## Task statement
Where in the material does the word "usize" appear? Copy each line that has it.

▬▬▬▬▬▬▬▬▬▬

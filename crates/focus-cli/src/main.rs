mod cli;
mod presenter;

use focus_core::interrupt;

fn main() {
    if let Err(e) = cli::run() {
        if e.downcast_ref::<interrupt::InterruptedError>().is_some() {
            std::process::exit(interrupt::INTERRUPTED_EXIT_CODE);
        }
        // The user already saw the notice.
        if e.downcast_ref::<cli::FlowFailed>().is_some() {
            std::process::exit(1);
        }
        eprintln!("{e:#}"); // pretty anyhow chain
        std::process::exit(1);
    }
}
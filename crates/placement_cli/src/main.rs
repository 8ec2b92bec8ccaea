//! Placement CLI
//!
//! mapgrouppos.xml → loot container placements (JSON)
//! interactive authoring of new anchor definitions

#[cfg(feature = "cli")]
use anyhow::{Context, Result};
#[cfg(feature = "cli")]
use clap::{Parser, Subcommand, ValueEnum};
#[cfg(feature = "cli")]
use placement_core::{
    load_registry, render_registry_entry, AuthoringSession, OutputFormat, PlacementConfig,
};
#[cfg(feature = "cli")]
use std::io::{BufRead, Write};
#[cfg(feature = "cli")]
use std::path::{Path, PathBuf};

#[cfg(feature = "cli")]
#[derive(Parser)]
#[command(name = "placement")]
#[command(about = "Re-anchor loot containers onto relocated map buildings", long_about = None)]
struct Cli {
    /// Debug-level logging (RUST_LOG takes precedence)
    #[arg(short, long, global = true)]
    verbose: bool,

    /// Config file (YAML); falls back to $PLACEMENT_CONFIG
    #[arg(long, global = true)]
    config: Option<PathBuf>,

    #[command(subcommand)]
    command: Commands,
}

#[cfg(feature = "cli")]
#[derive(Clone, Copy, ValueEnum)]
enum Format {
    /// `{...},` per record
    Fragments,
    /// A complete JSON array
    Array,
    /// One object per line
    Lines,
}

#[cfg(feature = "cli")]
impl From<Format> for OutputFormat {
    fn from(f: Format) -> Self {
        match f {
            Format::Fragments => OutputFormat::Fragments,
            Format::Array => OutputFormat::Array,
            Format::Lines => OutputFormat::Lines,
        }
    }
}

#[cfg(feature = "cli")]
#[derive(Subcommand)]
enum Commands {
    /// Re-anchor containers for every known building in a scene file
    Process {
        /// Input mapgrouppos.xml path
        #[arg(long)]
        r#in: PathBuf,

        /// Output file path
        #[arg(long)]
        out: PathBuf,

        /// Anchor table (YAML) replacing the embedded one
        #[arg(long)]
        registry: Option<PathBuf>,

        /// Output layout
        #[arg(long, value_enum, default_value = "fragments")]
        format: Format,

        /// Append to the output file instead of truncating it
        #[arg(long, default_value = "false")]
        append: bool,

        /// Re-hash the output after writing
        #[arg(long, default_value = "false")]
        verify: bool,

        /// Output metadata JSON file
        #[arg(long)]
        metadata: Option<PathBuf>,
    },

    /// Author a new anchor definition interactively
    Author {
        /// Append the YAML entry to this anchor table instead of printing it
        #[arg(long)]
        append_to: Option<PathBuf>,
    },

    /// List anchor types in the registry
    Anchors {
        /// Anchor table (YAML) replacing the embedded one
        #[arg(long)]
        registry: Option<PathBuf>,
    },

    /// Show the loot table a container type resolves to
    Classify {
        /// Container config type, with or without the placement suffix
        name: String,
    },
}

#[cfg(feature = "cli")]
fn init_tracing(verbose: bool) {
    use tracing_subscriber::EnvFilter;

    let default_level = if verbose { "debug" } else { "info" };
    let filter =
        EnvFilter::try_from_default_env().unwrap_or_else(|_| EnvFilter::new(default_level));
    tracing_subscriber::fmt()
        .with_env_filter(filter)
        .with_writer(std::io::stderr)
        .init();
}

#[cfg(feature = "cli")]
fn main() -> Result<()> {
    let cli = Cli::parse();
    init_tracing(cli.verbose);

    let config = PlacementConfig::load(cli.config.as_deref()).context("Failed to load config")?;

    match cli.command {
        Commands::Process {
            r#in,
            out,
            registry,
            format,
            append,
            verify,
            metadata,
        } => {
            println!("🔨 Re-anchoring containers...");
            println!("   Scene:  {}", r#in.display());
            println!("   Output: {}", out.display());

            let options = placement_cli::RunOptions {
                scene: r#in,
                output: out,
                format: format.into(),
                append,
                registry,
            };
            let meta = placement_cli::run_batch(&options, &config)?;

            print_metadata(&meta);

            if verify {
                verify_output(&options.output, &meta.checksum)?;
            }

            if let Some(metadata_path) = metadata {
                placement_cli::save_metadata(&metadata_path, &meta)?;
                println!("\n📄 Metadata saved to: {}", metadata_path.display());
            }
        }

        Commands::Author { append_to } => {
            let entry = author_interactive()?;
            match append_to {
                Some(path) => {
                    placement_cli::append_registry_entry(&path, &entry)?;
                    println!("\n✅ Anchor appended to: {}", path.display());
                }
                None => {
                    println!("\n{entry}");
                }
            }
        }

        Commands::Anchors { registry } => {
            let registry_path = registry.as_deref().or(config.registry_path.as_deref());
            let registry = load_registry(registry_path)?;
            for anchor in registry.iter() {
                println!("{:<40} {:>3} items", anchor.type_id, anchor.item_count());
            }
            println!("\n{} anchor types", registry.len());
        }

        Commands::Classify { name } => {
            let resolver = config.loot_table_resolver();
            let container = resolver.container_name(&name);
            let table = resolver.loot_table(&container);
            println!("{container} → {table}");
            if resolver.is_unclassified(table) {
                println!("   (no mapping; needs manual classification)");
            }
        }
    }

    Ok(())
}

#[cfg(feature = "cli")]
fn print_metadata(meta: &placement_cli::RunMetadata) {
    let stats = &meta.stats;
    println!("\n✅ Batch complete!");
    println!("   Registry:      {}", meta.registry);
    println!("   Groups read:   {}", stats.groups_read);
    println!("   Matched:       {}", stats.anchors_matched);
    println!("   Unknown:       {}", stats.unknown_anchors);
    println!("   Malformed:     {}", stats.malformed_records);
    println!("   Records:       {}", stats.records_emitted);
    println!("   Unclassified:  {}", stats.unclassified_items);
    println!("   Checksum:      {}", meta.checksum);
    println!("   Created:       {}", meta.created_at);
}

#[cfg(feature = "cli")]
fn verify_output(path: &Path, checksum: &str) -> Result<()> {
    println!("\n🔍 Verifying output integrity...");
    if placement_cli::verify_output(path, checksum)? {
        println!("✅ Output verification passed");
        Ok(())
    } else {
        anyhow::bail!("❌ Output verification failed - checksum mismatch!")
    }
}

#[cfg(feature = "cli")]
fn author_interactive() -> Result<String> {
    let stdin = std::io::stdin();
    let mut lines = stdin.lock().lines();
    let mut stdout = std::io::stdout();
    let mut session = AuthoringSession::new();

    while let Some(prompt) = session.next_prompt() {
        print!("{}", prompt.text());
        stdout.flush()?;

        let Some(line) = lines.next() else {
            anyhow::bail!("Input closed before the anchor definition was complete");
        };
        if let Err(e) = session.answer(&line?) {
            eprintln!("   ⚠️  {e}");
        }
    }

    let definition = session.finish()?;
    Ok(render_registry_entry(&definition)?)
}

#[cfg(not(feature = "cli"))]
fn main() {
    eprintln!("placement CLI is not available. Enable the 'cli' feature to use it.");
    std::process::exit(1);
}
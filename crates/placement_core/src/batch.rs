//! Batch processing
//!
//! scene records → registry lookup → reanchor each item → classify → output.
//!
//! Output order follows scene record order, then each anchor's item order.
//! Records whose type id is not in the registry produce nothing.

use rayon::prelude::*;
use serde::{Deserialize, Serialize};

use crate::data::{AnchorRegistry, LootTableResolver};
use crate::engine::AnchorMove;
use crate::error::Result;
use crate::models::{AnchorDefinition, ContainerSettings, OutputRecord};
use crate::scene::{SceneDocument, SceneRecord};
use crate::sink::RecordSink;

/// Counters for one batch run
#[derive(Debug, Clone, Default, PartialEq, Eq, Serialize, Deserialize)]
pub struct BatchStats {
    pub groups_read: usize,
    pub anchors_matched: usize,
    pub unknown_anchors: usize,
    pub malformed_records: usize,
    pub records_emitted: usize,
    pub unclassified_items: usize,
}

pub struct BatchProcessor<'a> {
    registry: &'a AnchorRegistry,
    loot_tables: &'a LootTableResolver,
    settings: ContainerSettings,
    parallel: bool,
}

impl<'a> BatchProcessor<'a> {
    pub fn new(registry: &'a AnchorRegistry, loot_tables: &'a LootTableResolver) -> Self {
        Self {
            registry,
            loot_tables,
            settings: ContainerSettings::default(),
            parallel: false,
        }
    }

    pub fn with_settings(mut self, settings: ContainerSettings) -> Self {
        self.settings = settings;
        self
    }

    pub fn with_parallel(mut self, parallel: bool) -> Self {
        self.parallel = parallel;
        self
    }

    fn expand(&self, anchor: &AnchorDefinition, record: &SceneRecord) -> Vec<OutputRecord> {
        let mv = AnchorMove::new(anchor.original, record.anchor_pose());
        anchor
            .items
            .iter()
            .map(|item| {
                let pose = mv.apply(&item.original);
                let container_name = self.loot_tables.container_name(&item.type_name);
                let loot_table = self.loot_tables.loot_table(&container_name).to_string();
                OutputRecord::new(&anchor.type_id, container_name, loot_table, &pose, &self.settings)
            })
            .collect()
    }

    /// Output records for one scene record, or `None` for an unknown anchor type.
    pub fn process_record(&self, record: &SceneRecord) -> Option<Vec<OutputRecord>> {
        let anchor = self.registry.lookup(&record.type_id)?;
        Some(self.expand(anchor, record))
    }

    /// Lazy, order-preserving output over `records`.
    pub fn process<'s, I>(&'s self, records: I) -> Box<dyn Iterator<Item = OutputRecord> + 's>
    where
        I: IntoIterator<Item = SceneRecord>,
        I::IntoIter: 's,
    {
        Box::new(
            records
                .into_iter()
                .flat_map(move |record| self.process_record(&record).unwrap_or_default()),
        )
    }

    /// Same output as [`process`](Self::process), computed across the rayon pool.
    pub fn process_parallel(&self, records: &[SceneRecord]) -> Vec<OutputRecord> {
        records
            .par_iter()
            .map(|record| self.process_record(record).unwrap_or_default())
            .collect::<Vec<_>>()
            .into_iter()
            .flatten()
            .collect()
    }

    /// Drive a whole scene document into `sink`.
    ///
    /// Malformed groups are logged and skipped; sink failures abort the run.
    pub fn run(&self, document: &SceneDocument, sink: &mut dyn RecordSink) -> Result<BatchStats> {
        let mut stats = BatchStats {
            groups_read: document.len(),
            ..BatchStats::default()
        };

        let mut records = Vec::with_capacity(document.len());
        for (i, parsed) in document.records().enumerate() {
            match parsed {
                Ok(record) => records.push(record),
                Err(e) => {
                    stats.malformed_records += 1;
                    tracing::warn!(group = i, error = %e, "skipping malformed scene group");
                }
            }
        }

        let matched = records
            .iter()
            .filter(|record| {
                let known = self.registry.lookup(&record.type_id).is_some();
                if !known {
                    tracing::debug!(type_id = %record.type_id, "no anchor definition, skipping");
                }
                known
            })
            .count();
        stats.anchors_matched = matched;
        stats.unknown_anchors = records.len() - matched;

        let outputs: Box<dyn Iterator<Item = OutputRecord> + '_> = if self.parallel {
            Box::new(self.process_parallel(&records).into_iter())
        } else {
            self.process(records.iter().cloned())
        };

        for output in outputs {
            if self.loot_tables.is_unclassified(&output.loot_table) {
                stats.unclassified_items += 1;
                tracing::debug!(
                    location = %output.location_name,
                    container = %output.container_name,
                    "container needs manual classification"
                );
            }
            sink.append(&output)?;
            stats.records_emitted += 1;
        }
        sink.finish()?;

        tracing::info!(
            groups = stats.groups_read,
            matched = stats.anchors_matched,
            unknown = stats.unknown_anchors,
            malformed = stats.malformed_records,
            emitted = stats.records_emitted,
            unclassified = stats.unclassified_items,
            "batch complete"
        );
        Ok(stats)
    }
}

▬▬▬▬▬▬▬▬▬▬

## Result of this task
    pub groups_read: usize,
    pub anchors_matched: usize,
    pub unknown_anchors: usize,
    pub malformed_records: usize,
    pub records_emitted: usize,
    pub unclassified_items: usize,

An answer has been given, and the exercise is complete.